▶ Data for analysis:

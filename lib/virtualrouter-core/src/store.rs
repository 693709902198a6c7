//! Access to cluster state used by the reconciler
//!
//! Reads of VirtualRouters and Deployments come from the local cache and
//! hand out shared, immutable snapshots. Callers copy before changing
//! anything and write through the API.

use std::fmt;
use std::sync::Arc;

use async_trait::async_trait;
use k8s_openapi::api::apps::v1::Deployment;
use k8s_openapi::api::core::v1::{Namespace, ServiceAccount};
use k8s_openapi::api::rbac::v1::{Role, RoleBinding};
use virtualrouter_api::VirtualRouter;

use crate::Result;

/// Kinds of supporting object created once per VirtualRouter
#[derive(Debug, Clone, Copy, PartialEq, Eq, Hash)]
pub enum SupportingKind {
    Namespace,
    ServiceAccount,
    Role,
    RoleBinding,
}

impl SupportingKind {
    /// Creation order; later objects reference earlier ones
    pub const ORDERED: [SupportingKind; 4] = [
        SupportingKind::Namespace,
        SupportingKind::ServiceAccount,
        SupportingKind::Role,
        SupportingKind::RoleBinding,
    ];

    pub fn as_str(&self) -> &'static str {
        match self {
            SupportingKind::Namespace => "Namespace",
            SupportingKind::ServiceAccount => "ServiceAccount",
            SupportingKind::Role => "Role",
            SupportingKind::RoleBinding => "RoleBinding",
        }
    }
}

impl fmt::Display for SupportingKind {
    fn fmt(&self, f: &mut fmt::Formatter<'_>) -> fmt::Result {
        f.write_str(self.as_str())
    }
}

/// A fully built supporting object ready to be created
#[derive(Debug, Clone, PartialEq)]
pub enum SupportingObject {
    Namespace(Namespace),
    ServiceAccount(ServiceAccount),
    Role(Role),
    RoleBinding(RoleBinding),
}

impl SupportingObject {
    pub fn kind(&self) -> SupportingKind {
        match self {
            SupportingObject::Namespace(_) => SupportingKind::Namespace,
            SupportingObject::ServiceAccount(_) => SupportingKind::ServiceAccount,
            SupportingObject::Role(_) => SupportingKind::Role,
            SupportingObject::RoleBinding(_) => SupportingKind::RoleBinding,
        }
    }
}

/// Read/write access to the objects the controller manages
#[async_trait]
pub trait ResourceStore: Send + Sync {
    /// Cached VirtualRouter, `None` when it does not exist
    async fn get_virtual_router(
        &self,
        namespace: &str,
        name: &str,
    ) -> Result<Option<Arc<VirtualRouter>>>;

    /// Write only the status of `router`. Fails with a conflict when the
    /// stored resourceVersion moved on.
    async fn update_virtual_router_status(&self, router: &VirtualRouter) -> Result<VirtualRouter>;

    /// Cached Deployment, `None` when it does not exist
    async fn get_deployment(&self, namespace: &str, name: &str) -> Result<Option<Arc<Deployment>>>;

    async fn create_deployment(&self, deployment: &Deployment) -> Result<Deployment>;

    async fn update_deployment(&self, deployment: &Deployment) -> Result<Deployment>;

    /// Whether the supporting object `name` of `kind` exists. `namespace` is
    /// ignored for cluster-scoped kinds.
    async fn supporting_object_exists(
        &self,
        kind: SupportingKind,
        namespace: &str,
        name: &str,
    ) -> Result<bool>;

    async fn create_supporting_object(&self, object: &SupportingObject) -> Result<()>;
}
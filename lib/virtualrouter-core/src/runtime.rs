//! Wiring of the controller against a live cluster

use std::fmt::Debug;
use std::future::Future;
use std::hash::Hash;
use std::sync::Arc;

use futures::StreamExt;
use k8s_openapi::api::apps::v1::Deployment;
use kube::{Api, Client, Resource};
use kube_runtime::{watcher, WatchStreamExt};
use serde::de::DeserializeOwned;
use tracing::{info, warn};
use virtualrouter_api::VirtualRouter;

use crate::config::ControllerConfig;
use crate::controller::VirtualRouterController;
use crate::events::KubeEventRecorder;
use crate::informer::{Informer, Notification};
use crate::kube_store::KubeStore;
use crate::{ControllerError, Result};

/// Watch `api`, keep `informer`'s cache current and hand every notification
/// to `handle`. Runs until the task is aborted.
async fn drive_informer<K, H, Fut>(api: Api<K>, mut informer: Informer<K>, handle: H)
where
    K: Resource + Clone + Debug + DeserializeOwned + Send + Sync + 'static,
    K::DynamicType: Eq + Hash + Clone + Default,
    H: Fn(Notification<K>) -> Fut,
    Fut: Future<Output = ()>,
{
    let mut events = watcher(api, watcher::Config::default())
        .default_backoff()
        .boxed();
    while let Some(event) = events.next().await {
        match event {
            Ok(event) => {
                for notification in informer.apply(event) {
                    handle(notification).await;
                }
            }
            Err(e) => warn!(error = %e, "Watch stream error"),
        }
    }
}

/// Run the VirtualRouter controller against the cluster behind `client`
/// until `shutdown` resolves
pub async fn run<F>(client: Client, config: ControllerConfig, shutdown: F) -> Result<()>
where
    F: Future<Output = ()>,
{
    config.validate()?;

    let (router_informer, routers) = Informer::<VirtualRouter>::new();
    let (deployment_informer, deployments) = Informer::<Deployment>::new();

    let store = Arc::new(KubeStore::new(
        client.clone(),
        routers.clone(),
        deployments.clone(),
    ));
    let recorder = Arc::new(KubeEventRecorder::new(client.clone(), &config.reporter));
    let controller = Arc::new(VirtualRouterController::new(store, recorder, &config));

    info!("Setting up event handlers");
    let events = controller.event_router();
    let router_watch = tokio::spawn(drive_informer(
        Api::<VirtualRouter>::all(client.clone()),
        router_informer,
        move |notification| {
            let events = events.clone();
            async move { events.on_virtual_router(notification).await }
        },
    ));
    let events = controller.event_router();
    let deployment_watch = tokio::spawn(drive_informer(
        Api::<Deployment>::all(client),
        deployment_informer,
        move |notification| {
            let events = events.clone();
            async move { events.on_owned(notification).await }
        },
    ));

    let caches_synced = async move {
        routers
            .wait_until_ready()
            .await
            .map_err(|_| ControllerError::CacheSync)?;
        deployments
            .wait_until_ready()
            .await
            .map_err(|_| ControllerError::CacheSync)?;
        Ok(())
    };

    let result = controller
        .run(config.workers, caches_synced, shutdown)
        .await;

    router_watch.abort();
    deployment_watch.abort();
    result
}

▶ Exercise goal: Write out every line of the preceding listing that contains "filename".

▶ Result of this exercise:
filename lib/virtualrouter-core/src/store.rs
filename lib/virtualrouter-core/src/runtime.rs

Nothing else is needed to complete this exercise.